▸ **Problem to solve**
What is the number of lines in these entries that contain "symbol"? State it alone.

▸ **Data section**
impl Frame {
    fn block_kind(&self) -> BlockKind {
        match self {
            Frame::Frontmatter(_) => BlockKind::Frontmatter,
            Frame::Conditional(_) => BlockKind::Conditional,
            Frame::Loop(_) => BlockKind::Loop,
            Frame::Decision(_) => BlockKind::Decision,
            Frame::Option(_) => BlockKind::Option,
            Frame::Dialogue(_) => BlockKind::Dialogue,
        }
    }
}

#[derive(Default)]
struct Parser {
    frames: Vec<Frame>,
    root: Vec<Node>,
}
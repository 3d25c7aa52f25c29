use crate::ast::*;
use crate::classify::{is_all_caps, is_scene_prefixed};

const INDENT: usize = 4;

/// Writes a document back out in the screenplay dialect.
///
/// Reparsing the output yields the same document for anything the source
/// parser itself produces.
pub fn print(doc: &Document) -> String {
    let mut printer = Printer::default();
    printer.write(&doc.nodes, 0);
    while printer.out.last().map(|l| l.is_empty()).unwrap_or(false) {
        printer.out.pop();
    }
    let mut text = printer.out.join("\n");
    text.push('\n');
    text
}

#[derive(Default)]
struct Printer {
    out: Vec<String>,
}

impl Printer {
    fn line(&mut self, indent: usize, text: &str) {
        self.out.push(format!("{}{}", " ".repeat(indent), text));
    }

    fn blank(&mut self) {
        if self.out.last().map(|l| !l.is_empty()).unwrap_or(false) {
            self.out.push(String::new());
        }
    }

    fn write(&mut self, nodes: &[Node], indent: usize) {
        let mut idx = 0;
        while idx < nodes.len() {
            idx += self.write_at(nodes, idx, indent);
        }
    }

    /// Writes the node at `idx` and returns how many nodes it consumed.
    fn write_at(&mut self, nodes: &[Node], idx: usize, indent: usize) -> usize {
        match &nodes[idx] {
            Node::Dialogue(_) | Node::Parenthetical { .. } => {
                if let Some(consumed) = self.write_dialogue(nodes, idx, indent) {
                    return consumed;
                }
                if let Node::Parenthetical { text } = &nodes[idx] {
                    self.line(indent, &format!("({text})"));
                    self.blank();
                }
            }
            Node::StateBlock(block) => self.write_state(block),
            Node::SceneHeading { text } => {
                self.blank();
                if is_scene_prefixed(text) || (is_all_caps(text) && !text.starts_with('(')) {
                    self.line(indent, text);
                } else {
                    self.line(indent, &format!(".{text}"));
                }
                self.blank();
            }
            Node::SectionHeading { label } => {
                self.blank();
                self.line(indent, &format!("# {label}"));
                self.blank();
            }
            Node::Action { text } => {
                self.line(indent, text);
                self.blank();
            }
            Node::Raw { text } => self.line(indent, text),
            Node::StateChange(change) => {
                let target = change.target.render(false);
                if change.op.is_unary() {
                    self.line(indent, &format!("~ {}{}", target, change.op.symbol()));
                } else {
                    self.line(
                        indent,
                        &format!(
                            "~ {} {} {}",
                            target,
                            change.op.symbol(),
                            change.expr.render(false)
                        ),
                    );
                }
            }
            Node::Conditional(c) => {
                for branch in &c.branches {
                    let condition = branch
                        .condition
                        .as_ref()
                        .map(|e| e.render(false))
                        .unwrap_or_default();
                    let opener = match branch.kind {
                        BranchKind::If => format!("(IF: {condition})"),
                        BranchKind::Elif => format!("(ELIF: {condition})"),
                        BranchKind::Else => "(ELSE)".to_string(),
                    };
                    self.line(indent, &opener);
                    self.write(&branch.body, indent + INDENT);
                }
                self.line(indent, "(END)");
            }
            Node::Loop(l) => {
                self.line(indent, &format!("(LOOP: {})", l.condition.render(false)));
                self.write(&l.body, indent + INDENT);
                self.line(indent, "(END)");
            }
            Node::Jump(jump) => match &jump.display {
                Some(display) => self.line(indent, &format!("{} -> #{}", display, jump.target)),
                None => self.line(indent, &format!("-> #{}", jump.target)),
            },
            Node::Decision(d) => {
                if !d.prompt.is_empty() {
                    self.line(indent, &format!("? {}", d.prompt));
                }
                for option in &d.options {
                    let mut text = format!("+ [{}]", option.label);
                    if let Some(description) = &option.description {
                        text.push(' ');
                        text.push_str(description);
                    }
                    match &option.target {
                        // A target on the `+` line would end the option there.
                        Some(target) if !option.body.is_empty() => {
                            self.line(indent, &text);
                            self.write(&option.body, indent + INDENT);
                            self.line(indent + INDENT, &format!("-> #{target}"));
                        }
                        Some(target) => {
                            text.push_str(&format!(" -> #{target}"));
                            self.line(indent, &text);
                        }
                        None => {
                            self.line(indent, &text);
                            self.write(&option.body, indent + INDENT);
                        }
                    }
                }
                self.blank();
            }
            Node::InlineChoice(choice) => {
                self.line(indent, &format!("[{}|#{}]", choice.label, choice.target));
            }
            Node::AssetDirective(asset) => {
                self.line(
                    indent,
                    &format!("! {}: {}", asset.kind.keyword(), asset.args.join(", ")),
                );
            }
        }
        1
    }

    /// A cue followed by its speech, folding in the parentheticals the parser
    /// split out of the same block.
    fn write_dialogue(&mut self, nodes: &[Node], idx: usize, indent: usize) -> Option<usize> {
        let (speaker, mut consumed) = match (&nodes[idx], nodes.get(idx + 1)) {
            (Node::Dialogue(d), _) => (d.speaker.as_str(), 0),
            (Node::Parenthetical { .. }, Some(Node::Dialogue(d))) => (d.speaker.as_str(), 0),
            _ => return None,
        };

        self.blank();
        self.line(indent, speaker);
        if let Node::Dialogue(d) = &nodes[idx] {
            if !d.text.is_empty() {
                self.line(indent, &d.text);
            }
            consumed = 1;
        }

        while let (Some(Node::Parenthetical { text }), Some(Node::Dialogue(d))) =
            (nodes.get(idx + consumed), nodes.get(idx + consumed + 1))
        {
            if d.speaker != speaker {
                break;
            }
            self.line(indent, &format!("({text})"));
            self.line(indent, &d.text);
            consumed += 2;
        }

        self.blank();
        Some(consumed)
    }

    fn write_state(&mut self, block: &StateBlock) {
        let mut group: Option<&str> = None;
        for entry in &block.entries {
            match entry.path.as_slice() {
                [] => {}
                [key] => {
                    group = None;
                    self.line(0, &format!("$ {}: {}", key, entry.value));
                }
                [head, rest @ ..] => {
                    if group != Some(head.as_str()) {
                        self.line(0, &format!("$$ {head}"));
                        group = Some(head.as_str());
                    }
                    self.line(INDENT, &format!("$ {}: {}", rest.join("."), entry.value));
                }
            }
        }
        self.line(0, "===");
        self.blank();
    }
}

#[cfg(test)]
mod tests {
    use super::*;
    use crate::parser;

    fn reprint(source: &str) -> (Document, String) {
        let doc = parser::parse(source).unwrap();
        let printed = print(&doc);
        (doc, printed)
    }

    #[test]
    fn test_print_reparses_to_same_document() {
        let source = "$ gold: 10\n$$ player\n    $ hp: 20\n===\n\nINT. FOREST - NIGHT\n\nGOBLIN\n(snarling)\nHalt!\n(grinning)\nPay up.\n\n? What do you do?\n+ [Pay] Hand over the coins.\n    ~ gold -= 5\n    -> #Road\n+ [Fight] Draw steel. -> #Fight\n\n(IF: $player.hp <= 0)\n    You fall. -> #GAME_OVER\n(ELSE)\n    (LOOP: turns < 3)\n        ~ turns++\n    (END)\n(END)\n! MUSIC: battle.ogg, loop\n[Look around|#Clearing]\n\n# Fight\n\nSteel rings.\n";
        let (doc, printed) = reprint(source);
        let again = parser::parse(&printed).unwrap();
        assert_eq!(again, doc, "printed:\n{printed}");
    }

    #[test]
    fn test_print_keeps_author_prefixes() {
        let (_, printed) = reprint("~ $gold += bonus\n(IF: player.hp <= 0)\nDown.\n(END)\n");
        assert!(printed.starts_with("~ $gold += bonus\n(IF: player.hp <= 0)\n"));
    }

    #[test]
    fn test_print_prefixed_document() {
        let doc = parser::parse("~ gold += bonus\n").unwrap().with_prefixed_variables();
        assert_eq!(print(&doc), "~ $gold += $bonus\n");
    }
}
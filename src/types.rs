use serde::{Deserialize, Serialize};
use std::collections::BTreeMap;
use std::fmt;

#[derive(Debug, Serialize, Deserialize, Clone, Copy, PartialEq, Eq, PartialOrd, Ord, Hash)]
#[serde(rename_all = "snake_case")]
pub enum Category {
    /// Same node; only which variable references carry a `$` differs.
    VariableFormatting,
    /// A decision came back as a jump, as plain text, without its prompt, or
    /// without its option descriptions.
    DecisionCollapsed,
    /// Node kind, branch kind or child count changed.
    StructuralShift,
    Unclassified,
    /// Present in the original only.
    Missing,
    /// Present in the roundtrip only.
    Extra,
}

impl Category {
    pub fn name(self) -> &'static str {
        match self {
            Category::VariableFormatting => "variable_formatting",
            Category::DecisionCollapsed => "decision_collapsed",
            Category::StructuralShift => "structural_shift",
            Category::Unclassified => "unclassified",
            Category::Missing => "missing",
            Category::Extra => "extra",
        }
    }
}

impl fmt::Display for Category {
    fn fmt(&self, f: &mut fmt::Formatter<'_>) -> fmt::Result {
        f.write_str(self.name())
    }
}

#[derive(Debug, Serialize, Deserialize, Clone, PartialEq, Eq)]
pub struct Divergence {
    pub category: Category,
    /// Path into the original tree, e.g. `[3].branches[0].body[1]`.
    pub location: String,
    #[serde(skip_serializing_if = "Option::is_none", default)]
    pub original: Option<String>,
    #[serde(skip_serializing_if = "Option::is_none", default)]
    pub roundtrip: Option<String>,
}

#[derive(Debug, Serialize, Deserialize, Clone, PartialEq, Eq, Default)]
pub struct FidelityReport {
    pub divergences: Vec<Divergence>,
}

#[derive(Serialize)]
struct ReportJson<'a> {
    clean: bool,
    counts: BTreeMap<Category, usize>,
    divergences: &'a [Divergence],
}

impl FidelityReport {
    pub fn new(divergences: Vec<Divergence>) -> Self {
        Self { divergences }
    }

    pub fn is_clean(&self) -> bool {
        self.divergences.is_empty()
    }

    pub fn counts(&self) -> BTreeMap<Category, usize> {
        let mut counts = BTreeMap::new();
        for d in &self.divergences {
            *counts.entry(d.category).or_insert(0) += 1;
        }
        counts
    }

    pub fn count(&self, category: Category) -> usize {
        self.divergences
            .iter()
            .filter(|d| d.category == category)
            .count()
    }

    pub fn to_json(&self) -> serde_json::Result<String> {
        serde_json::to_string_pretty(&ReportJson {
            clean: self.is_clean(),
            counts: self.counts(),
            divergences: &self.divergences,
        })
    }
}

impl fmt::Display for FidelityReport {
    fn fmt(&self, f: &mut fmt::Formatter<'_>) -> fmt::Result {
        if self.is_clean() {
            return writeln!(f, "roundtrip is clean");
        }
        let counts: Vec<String> = self
            .counts()
            .iter()
            .map(|(category, n)| format!("{n} {category}"))
            .collect();
        writeln!(
            f,
            "{} divergences ({})",
            self.divergences.len(),
            counts.join(", ")
        )?;
        for d in &self.divergences {
            write!(f, "  {} at {}", d.category, d.location)?;
            match (&d.original, &d.roundtrip) {
                (Some(a), Some(b)) => writeln!(f, ": {a} => {b}")?,
                (Some(a), None) => writeln!(f, ": {a}")?,
                (None, Some(b)) => writeln!(f, ": {b}")?,
                (None, None) => writeln!(f)?,
            }
        }
        Ok(())
    }
}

▸ **Answer space**
2